» TASK DIRECTIONS
Each entry must be returned exactly. None may be omitted.

» DATASET ENTRIES
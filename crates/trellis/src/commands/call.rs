//! `trellis call`: invoke a generated request method.

use std::sync::Arc;

use serde_json::Map;
use tracing::{debug, info};
use trellis_api::{HttpTransport, RequestOptions, RouteCall};
use trellis_core::{CoreError, Model};

use crate::cli::{CallArgs, GlobalOpts, OutputFormat};
use crate::commands::util;
use crate::error::CliError;
use crate::output;

fn build_call(args: &CallArgs, global: &GlobalOpts) -> RouteCall {
    let params: Map<_, _> = args
        .params
        .iter()
        .map(|(key, value)| (key.clone(), util::parse_value(value)))
        .collect();

    let mut options = RequestOptions::default();
    if args.json_body {
        options = options.json_body(true);
    }
    options.timeout_ms = global.timeout.filter(|ms| *ms > 0);

    RouteCall::with_args(args.args.iter().map(String::as_str).map(util::parse_value))
        .params(params)
        .options(options)
}

#[allow(clippy::future_not_send)]
pub async fn handle(args: &CallArgs, global: &GlobalOpts) -> Result<(), CliError> {
    let cfg = util::load_config(global)?;
    let def = util::resolve_model(&cfg, &args.model)?;
    if !def.routes().contains(&args.method) {
        return Err(CliError::UnknownMethod {
            model: args.model.clone(),
            method: args.method.clone(),
        });
    }

    let origin = cfg.origin()?;
    let transport =
        HttpTransport::new(origin.clone(), &cfg.transport_config()).map_err(CoreError::from)?;
    let model = Model::with_transport(def, Arc::new(transport));

    info!(model = %args.model, method = %args.method, %origin, "calling");
    let call = build_call(args, global);
    debug!(args = call.args.len(), params = call.params.len(), "call prepared");
    let payload = model.call(&args.method, call).await?;

    let format = util::output_format(global, &cfg, OutputFormat::Json);
    let rendered = output::render_value(format, &payload)?;
    output::print_output(&rendered, global.quiet);
    Ok(())
}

» COMPLETED TASK
filename crates/trellis/src/commands/call.rs
//! `trellis call`: invoke a generated request method.

use std::sync::Arc;

use serde_json::Map;
use tracing::{debug, info};
use trellis_api::{HttpTransport, RequestOptions, RouteCall};
use trellis_core::{CoreError, Model};

use crate::cli::{CallArgs, GlobalOpts, OutputFormat};
use crate::commands::util;
use crate::error::CliError;
use crate::output;

fn build_call(args: &CallArgs, global: &GlobalOpts) -> RouteCall {
    let params: Map<_, _> = args
        .params
        .iter()
        .map(|(key, value)| (key.clone(), util::parse_value(value)))
        .collect();

    let mut options = RequestOptions::default();
    if args.json_body {
        options = options.json_body(true);
    }
    options.timeout_ms = global.timeout.filter(|ms| *ms > 0);

    RouteCall::with_args(args.args.iter().map(String::as_str).map(util::parse_value))
        .params(params)
        .options(options)
}

#[allow(clippy::future_not_send)]
pub async fn handle(args: &CallArgs, global: &GlobalOpts) -> Result<(), CliError> {
    let cfg = util::load_config(global)?;
    let def = util::resolve_model(&cfg, &args.model)?;
    if !def.routes().contains(&args.method) {
        return Err(CliError::UnknownMethod {
            model: args.model.clone(),
            method: args.method.clone(),
        });
    }

    let origin = cfg.origin()?;
    let transport =
        HttpTransport::new(origin.clone(), &cfg.transport_config()).map_err(CoreError::from)?;
    let model = Model::with_transport(def, Arc::new(transport));

    info!(model = %args.model, method = %args.method, %origin, "calling");
    let call = build_call(args, global);
    debug!(args = call.args.len(), params = call.params.len(), "call prepared");
    let payload = model.call(&args.method, call).await?;

    let format = util::output_format(global, &cfg, OutputFormat::Json);
    let rendered = output::render_value(format, &payload)?;
    output::print_output(&rendered, global.quiet);
    Ok(())
}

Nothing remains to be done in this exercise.